BEIRUT (Reuters) – The World Bank said on Wednesday it stood ready to back a new Lebanese government, warning the country had no time to waste to tackle an emerging economic crisis worsening by the day.
The bank called for the rapid formation of a new cabinet and said it expected a recession in 2019 to be even more significant than an earlier projection of a 0.2% contraction in the economy.
A wave of massive protests across Lebanon against the ruling elite pushed Prime Minister Saad al-Hariri to resign last week, toppling his coalition cabinet. There has been no sign of progress towards agreeing a new government.
The turmoil comes as Lebanon grapples with the worst economic and financial strains since the 1975-90 civil war.
The World Bank is among foreign donors who pledged billions of dollars in badly needed aid last year, as long as Lebanon’s government enacts reforms it has long delayed. But with foreign allies not fully convinced, the money has yet to flow into the economy.
“Lebanon does not have the luxury of time to waste to redress issues that need immediate attention,” the World Bank said in a statement after its regional director, Saroj Kumar Jha, met Lebanese President Michel Aoun on Wednesday. “There is an urgent need to stop the emerging economic crisis.”
“We stand ready to extend all possible support to the new government that commits itself to good governance and creating opportunities for all Lebanese,” it added.
The proportion of Lebanese living in poverty could rise to 50% if economic conditions worsen, from about a third in 2018, the World Bank said. Unemployment, which already runs at 37% for the under 35s, could rise sharply.
“With every passing day, the situation is becoming more acute and this would make recovery extremely challenging,” Jha added.
Aoun told the World Bank the next government would have competent ministers “of good reputation and far from suspicions of corruption”, the president’s office said after the meeting.
Unrest erupted across Lebanon some three weeks ago amid a build-up of anger at rising costs of living, new tax plans and a ruling elite accused of rampant corruption.
Demonstrators blame the political class, many of them sectarian civil war leaders, for plunging the country towards collapse after milking the state for decades.
Hariri, who is aligned with Western and Gulf Arab states, remains in office in a caretaker capacity until political parties agree a new government.
Aoun, an ally of the powerful, Iran-backed Hezbollah movement, has yet to begin official talks with MPs to designate a prime minister who would form the next cabinet.

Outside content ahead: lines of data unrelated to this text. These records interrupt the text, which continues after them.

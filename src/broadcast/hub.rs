use std::sync::atomic::{AtomicBool, AtomicU64, Ordering};
use std::sync::Arc;
use std::time::{Duration, Instant};

use axum::extract::ws::Utf8Bytes;
use futures::stream::{FuturesUnordered, StreamExt};
use serde::Serialize;
use serde_json::Value;
use thiserror::Error;
use tokio::time::timeout;
use uuid::Uuid;

use crate::config::WebSocketConfig;
use crate::connection_manager::{
    AdmissionError, BoardId, BoardSnapshot, ConnectionHandle, ConnectionRegistry,
};
use crate::metrics::{BroadcastMetrics, ConnectionMetrics};
use crate::websocket::{OutboundMessage, ServerEvent};

use super::DomainEvent;

/// Maximum number of concurrent sends within one fan-out
const MAX_CONCURRENT_SENDS: usize = 100;

/// Why a send to one connection failed
#[derive(Debug, Clone, Copy, PartialEq, Eq, Error)]
pub enum SendFailure {
    #[error("connection closed")]
    Closed,
    #[error("send timed out after {0:?}")]
    TimedOut(Duration),
}

/// Why the server dropped a connection
#[derive(Debug, Clone, Copy, PartialEq, Eq)]
pub enum EvictionCause {
    SendFailed,
    SendTimedOut,
    Stale,
    Shutdown,
}

impl EvictionCause {
    pub fn as_str(&self) -> &'static str {
        match self {
            Self::SendFailed => "send_failed",
            Self::SendTimedOut => "send_timed_out",
            Self::Stale => "stale",
            Self::Shutdown => "shutdown",
        }
    }
}

impl From<SendFailure> for EvictionCause {
    fn from(failure: SendFailure) -> Self {
        match failure {
            SendFailure::Closed => Self::SendFailed,
            SendFailure::TimedOut(_) => Self::SendTimedOut,
        }
    }
}

/// Outcome of one fan-out. Informational only: failures are handled inside the hub.
#[derive(Debug, Clone, Copy, Default, PartialEq, Eq, Serialize)]
pub struct DeliveryResult {
    /// Connections the event was queued on
    pub delivered: usize,
    /// Connections that failed and were evicted
    pub failed: usize,
}

#[derive(Debug, Default)]
struct HubStats {
    events_broadcast: AtomicU64,
    total_delivered: AtomicU64,
    total_failed: AtomicU64,
    total_evicted: AtomicU64,
}

/// Snapshot of hub statistics
#[derive(Debug, Clone, Serialize)]
pub struct HubStatsSnapshot {
    pub events_broadcast: u64,
    pub total_delivered: u64,
    pub total_failed: u64,
    pub total_evicted: u64,
}

#[derive(Debug, Clone, Copy)]
pub struct HubConfig {
    /// A send that takes longer than this evicts the connection
    pub send_timeout: Duration,
}

impl Default for HubConfig {
    fn default() -> Self {
        Self {
            send_timeout: Duration::from_secs(5),
        }
    }
}

impl From<&WebSocketConfig> for HubConfig {
    fn from(config: &WebSocketConfig) -> Self {
        Self {
            send_timeout: config.send_timeout(),
        }
    }
}

/// Fans events out to every connection watching a board.
///
/// One hub is owned by the application state and shared with every session.
/// A send failure only ever affects the failing connection: it is evicted
/// and delivery carries on for the rest.
pub struct BroadcastHub {
    registry: Arc<ConnectionRegistry>,
    config: HubConfig,
    stats: HubStats,
    running: AtomicBool,
}

impl BroadcastHub {
    pub fn new(registry: Arc<ConnectionRegistry>, config: HubConfig) -> Self {
        Self {
            registry,
            config,
            stats: HubStats::default(),
            running: AtomicBool::new(false),
        }
    }

    /// Begin accepting sessions
    pub fn start(&self) {
        if !self.running.swap(true, Ordering::AcqRel) {
            tracing::info!(
                send_timeout_ms = self.config.send_timeout.as_millis() as u64,
                "Broadcast hub started"
            );
        }
    }

    /// Stop accepting sessions. Live connections are left to the shutdown sequence.
    pub fn stop(&self) {
        if self.running.swap(false, Ordering::AcqRel) {
            tracing::info!("Broadcast hub stopped");
        }
    }

    pub fn is_running(&self) -> bool {
        self.running.load(Ordering::Acquire)
    }

    pub fn registry(&self) -> &Arc<ConnectionRegistry> {
        &self.registry
    }

    pub fn config(&self) -> HubConfig {
        self.config
    }

    pub fn stats(&self) -> HubStatsSnapshot {
        HubStatsSnapshot {
            events_broadcast: self.stats.events_broadcast.load(Ordering::Relaxed),
            total_delivered: self.stats.total_delivered.load(Ordering::Relaxed),
            total_failed: self.stats.total_failed.load(Ordering::Relaxed),
            total_evicted: self.stats.total_evicted.load(Ordering::Relaxed),
        }
    }

    /// Deliver an event to every connection on the board except `exclude`
    #[tracing::instrument(
        name = "hub.broadcast",
        skip(self, event),
        fields(event_type = event.event_type.as_str())
    )]
    pub async fn broadcast(
        &self,
        board_id: BoardId,
        event: ServerEvent,
        exclude: Option<Uuid>,
    ) -> DeliveryResult {
        self.stats.events_broadcast.fetch_add(1, Ordering::Relaxed);
        BroadcastMetrics::record_event(event.event_type.as_str());

        let targets: Vec<Arc<ConnectionHandle>> = self
            .registry
            .board_connections(board_id)
            .into_iter()
            .filter(|conn| Some(conn.id) != exclude)
            .collect();

        if targets.is_empty() {
            return DeliveryResult::default();
        }

        // Serialize once for every target
        let text: Utf8Bytes = match serde_json::to_string(&event) {
            Ok(text) => text.into(),
            Err(e) => {
                tracing::error!(error = %e, "Failed to serialize board event");
                return DeliveryResult::default();
            }
        };

        let start = Instant::now();
        let mut result = DeliveryResult::default();

        for batch in targets.chunks(MAX_CONCURRENT_SENDS) {
            let mut sends: FuturesUnordered<_> = batch
                .iter()
                .map(|conn| {
                    let message = OutboundMessage::Preserialized(text.clone());
                    async move { (conn, self.try_deliver(conn, message).await) }
                })
                .collect();

            while let Some((conn, outcome)) = sends.next().await {
                match outcome {
                    Ok(()) => result.delivered += 1,
                    Err(failure) => {
                        result.failed += 1;
                        tracing::debug!(
                            connection_id = %conn.id,
                            error = %failure,
                            "Broadcast send failed"
                        );
                        self.evict(conn, failure.into());
                    }
                }
            }
        }

        self.stats
            .total_delivered
            .fetch_add(result.delivered as u64, Ordering::Relaxed);
        self.stats
            .total_failed
            .fetch_add(result.failed as u64, Ordering::Relaxed);
        BroadcastMetrics::record_delivered(result.delivered as u64);
        BroadcastMetrics::record_failed(result.failed as u64);
        BroadcastMetrics::record_latency(start.elapsed().as_secs_f64());

        tracing::debug!(
            board_id = board_id,
            delivered = result.delivered,
            failed = result.failed,
            "Broadcast completed"
        );

        result
    }

    /// Queue a message on one connection, evicting it if the send fails
    pub async fn send_to(
        &self,
        conn: &ConnectionHandle,
        message: OutboundMessage,
    ) -> Result<(), SendFailure> {
        let outcome = self.try_deliver(conn, message).await;
        if let Err(failure) = outcome {
            self.evict(conn, failure.into());
        }
        outcome
    }

    async fn try_deliver(
        &self,
        conn: &ConnectionHandle,
        message: OutboundMessage,
    ) -> Result<(), SendFailure> {
        match timeout(self.config.send_timeout, conn.send(message)).await {
            Ok(Ok(())) => Ok(()),
            Ok(Err(_)) => Err(SendFailure::Closed),
            Err(_) => Err(SendFailure::TimedOut(self.config.send_timeout)),
        }
    }

    /// Drop a connection from the registry and wake its session.
    ///
    /// Presence is announced by the session's own close path, never here,
    /// so a connection produces exactly one `user_left`.
    pub fn evict(&self, conn: &ConnectionHandle, cause: EvictionCause) -> bool {
        let removed = self.registry.remove(conn);
        let signalled = conn.evict();

        if removed || signalled {
            self.stats.total_evicted.fetch_add(1, Ordering::Relaxed);
            BroadcastMetrics::record_eviction(cause.as_str());
            tracing::warn!(
                connection_id = %conn.id,
                board_id = conn.board_id,
                user_id = %conn.user_id,
                cause = cause.as_str(),
                "Connection evicted"
            );
        }

        removed
    }

    /// Admit a connection and announce it to the rest of the board
    pub async fn notify_join(
        &self,
        handle: Arc<ConnectionHandle>,
    ) -> Result<BoardSnapshot, AdmissionError> {
        let snapshot = match self.registry.admit(handle.clone()) {
            Ok(snapshot) => snapshot,
            Err(e) => {
                ConnectionMetrics::record_rejected(e.reason());
                tracing::warn!(
                    board_id = handle.board_id,
                    user_id = %handle.user_id,
                    reason = e.reason(),
                    "Connection rejected"
                );
                return Err(e);
            }
        };

        let event = ServerEvent::user_joined(&handle.user_id, &snapshot.active_users);
        self.broadcast(handle.board_id, event, Some(handle.id)).await;

        Ok(snapshot)
    }

    /// Remove a connection and announce the departure.
    ///
    /// Returns whether this call performed the removal (false if an eviction
    /// got there first).
    pub async fn notify_leave(&self, handle: &ConnectionHandle) -> bool {
        let removed = self.registry.remove(handle);
        let active_users = self.registry.active_users(handle.board_id);

        let event = ServerEvent::user_left(&handle.user_id, &active_users);
        self.broadcast(handle.board_id, event, Some(handle.id)).await;

        removed
    }

    /// Record a cursor and share it with the rest of the board
    pub async fn publish_cursor(&self, handle: &ConnectionHandle, cursor: Value) -> DeliveryResult {
        if !self.registry.update_cursor(handle, cursor.clone()) {
            tracing::debug!(
                connection_id = %handle.id,
                "Ignoring cursor from a connection that is no longer registered"
            );
            return DeliveryResult::default();
        }

        let event = ServerEvent::cursor_move(&handle.user_id, cursor);
        self.broadcast(handle.board_id, event, Some(handle.id)).await
    }

    /// Entry point for task CRUD handlers after a successful commit
    pub async fn publish(&self, board_id: BoardId, event: DomainEvent) -> DeliveryResult {
        self.broadcast(board_id, event.into_server_event(), None).await
    }
}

Crowds protested in front of ministries and state institutions on Wednesday in the capital Beirut, as well as parts of south and north Lebanon.
“We came to show that we’re in the protest squares no matter what the corrupt (authorities) do,” Rasha Hijazi, a public school teacher, said at a protest in the southern city of Sidon, where teachers and students went on strike.
“It is not important to lose our hours, our archaic curriculum…This is the real revolution that we are teaching.”
Lebanon has one of the world’s highest public debt burdens at 150% of GDP. Political disputes in Lebanon and regional conflict have hit economic growth.
With growth around zero percent, a slowdown in capital inflows has led to a scarcity of dollars and pressure on the pegged Lebanese pound.
Moody’s Investors Service downgraded Lebanon’s rating to Caa2 on Tuesday, at the lower end of the “junk” grade bracket, citing the increased likelihood of a debt rescheduling it would classify as a default.
Lebanon’s issuer rating, which was lowered from Caa1, remained under review for downgrade, Moody’s said. Moody’s classifies Caa ratings as very high credit risk.